Jak nie chcesz się narzucać to się nie narzucaj, a nie piszesz że nie chcesz się narzucać a i tak to robisz. Jeżeli chcesz aby facet dawał coś od siebie to inicjatywę zostaw jemu, a nie ostentacyjnie strzelasz focha.
Wyszłaś na idiotkę.

68

Odp: Bez sił.

wiesz  taka  standardowa  gadka,,praca,zmeczenie, praca  itp ito aż  nudne..

dziwne, bo  niektorzy wprost nie przyjmują zaproszeń na fejsie i wtedy sprawa jest totalnie jasna,.. nie jest  sie wtedy nawetw ich  znajomych i spokoj kazdy wie o co kaman

69

Odp: Bez sił.
jea1 napisał/a:

wiesz  taka  standardowa  gadka,,praca,zmeczenie, praca  itp ito aż  nudne..

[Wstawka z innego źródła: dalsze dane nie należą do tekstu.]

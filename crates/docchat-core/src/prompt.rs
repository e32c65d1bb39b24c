//! Grounding prompt construction and citation previews.

use crate::models::PREVIEW_MAX_CHARS;

/// Instruction block placed ahead of the retrieved context.
///
/// The generator is told to answer only from the context and to say it
/// does not know otherwise. This is a policy on generation, not a
/// guarantee: nothing verifies the answer is grounded.
pub const GROUNDING_INSTRUCTIONS: &str = "You are a helpful assistant that answers strictly using the provided context.\n\
If the answer is not in the context, say you don't know.";

/// Separator between retrieved chunk texts in the context block.
const CONTEXT_SEPARATOR: &str = "\n\n";

/// Build the prompt sent to the text generator.
///
/// # Example
///
/// ```rust
/// use docchat_core::prompt::build_prompt;
///
/// let prompt = build_prompt("Where is Paris?", &["Paris is in France."]);
/// assert!(prompt.contains("Context:\nParis is in France."));
/// assert!(prompt.ends_with("Question: Where is Paris?\n\nAnswer:"));
/// ```
pub fn build_prompt<S: AsRef<str>>(question: &str, contexts: &[S]) -> String {
    let context = contexts
        .iter()
        .map(|c| c.as_ref())
        .collect::<Vec<_>>()
        .join(CONTEXT_SEPARATOR);
    format!(
        "{}\n\nContext:\n{}\n\nQuestion: {}\n\nAnswer:",
        GROUNDING_INSTRUCTIONS, context, question
    )
}

/// First [`PREVIEW_MAX_CHARS`] characters of a chunk.
pub fn preview(text: &str) -> String {
    match text.char_indices().nth(PREVIEW_MAX_CHARS) {
        Some((cut, _)) => text[..cut].to_string(),
        None => text.to_string(),
    }
}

dziwne, bo  niektorzy wprost nie przyjmują zaproszeń na fejsie i wtedy sprawa jest totalnie jasna,.. nie jest  sie wtedy nawetw ich  znajomych i spokoj kazdy wie o co kaman

Ale przyjął zaproszenie, rozmawiał ze mną, wiadomo lajkowal zdjęcia, to uznałam to za zielone światło po prostu. I w sumie nic takiego nie zrobiłam i z dnia na dzień chyba mu się odwidziało. Logiczne jeśli nie jestem zainteresowana to nie proponuje spotkania , a facet nie był zainteresowany ale i tak zaproponował jakbym przyparła go do muru. Nie musiał nic proponować.

70

Odp: Bez sił.
wieka napisał/a:

Z tym, że mu poczytasz, to był żart...więc trzeba też wyłapywać niuanse...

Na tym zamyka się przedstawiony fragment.